If you are willing to work with me on this, there are a couple of ways we can proceed. First, if you already have a transcript of the video, you can upload it as a text file and YouTube will synchronize it with the video to create captions automatically. If you do not have a transcript, I can assist you in creating one. A third option would be for you to change the copyright license in YouTube from “Standard YouTube License” to “Creative Commons Attribution License.” The Creative Commons license allows others to reuse portions of your video, and this would allow us to add the captions to a copy of your work.
Your help will be greatly appreciated. This video can be an important learning tool for my students, but it must to be accessible to all of them. Please let me know your response and any questions or concerns you might have.

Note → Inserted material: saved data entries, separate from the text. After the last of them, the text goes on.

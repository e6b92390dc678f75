// I/O-bound endpoint
//
// Small fixed row count so the duration is dominated by pool wait and
// round-trip latency, not payload size.

use std::time::{Duration, Instant};

use axum::{extract::State, routing::get, Json, Router};
use loadbench_core::IoResponse;
use serde_json::Value;

use super::common::ApiError;
use crate::storage::{ResourcePool, StoreError};
use crate::AppState;

/// Rows fetched per request
pub const USERS_LIMIT: i64 = 5;

pub fn routes(state: AppState) -> Router {
    Router::new().route("/io", get(io)).with_state(state)
}

/// GET /io - bounded read through the connection pool
pub async fn io(State(state): State<AppState>) -> Result<Json<IoResponse>, ApiError> {
    let started = Instant::now();
    let users = fetch_users(&state.pool, state.query_timeout).await?;
    let duration = started.elapsed().as_secs_f64();

    Ok(Json(IoResponse { users, duration }))
}

/// Acquire, query, release. The connection goes back to the pool when it
/// drops at the end of this function, on success and on error alike.
pub async fn fetch_users(
    pool: &ResourcePool,
    query_timeout: Duration,
) -> Result<Vec<Value>, ApiError> {
    let mut conn = pool.acquire().await?;

    let rows = tokio::time::timeout(query_timeout, conn.fetch_users(USERS_LIMIT))
        .await
        .map_err(|_| StoreError::Timeout(query_timeout))??;

    Ok(rows)
}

Thank you for your consideration.
With any luck, the owner will agree to caption the video or change the license so that you can caption it yourself using YouTube’s caption tools. Once captioning is complete, the final step is to provide students with the link to the captioned video.
Everyone knows that to link to a YouTube video you need the URL. But many people don’t realize that you can link to any point in the video, not just the beginning. For example, to start playback 10 minutes and 21 seconds into the video, simply append #t=10m21s to the end of the URL. For example:
URL with starting time:
URL “suffixes” such as starting time are called “parameters.” More information about YouTube parameters can be found on their website.
The do-it-yourself approach
Copyright issues aside, the procedure for downloading a YouTube video is not complicated. In fact, there are many software applications and browser add-ons that make it simple. One such tool is the Easy YouTube Video Downloader, which is a free add-on for the Firefox browser.
Once Easy YouTube Video Downloader is installed, a “Download” button appears below each YouTube video. The button expands when you click on it to show all of the media formats and sizes available for download:
Figure 4: Downloading a YouTube video
The Easy YouTube Video Downloader add-on to Firefox adds a download button below each video. The video can be downloaded in various sizes and formats. The preferred format is MP4 at the largest size available.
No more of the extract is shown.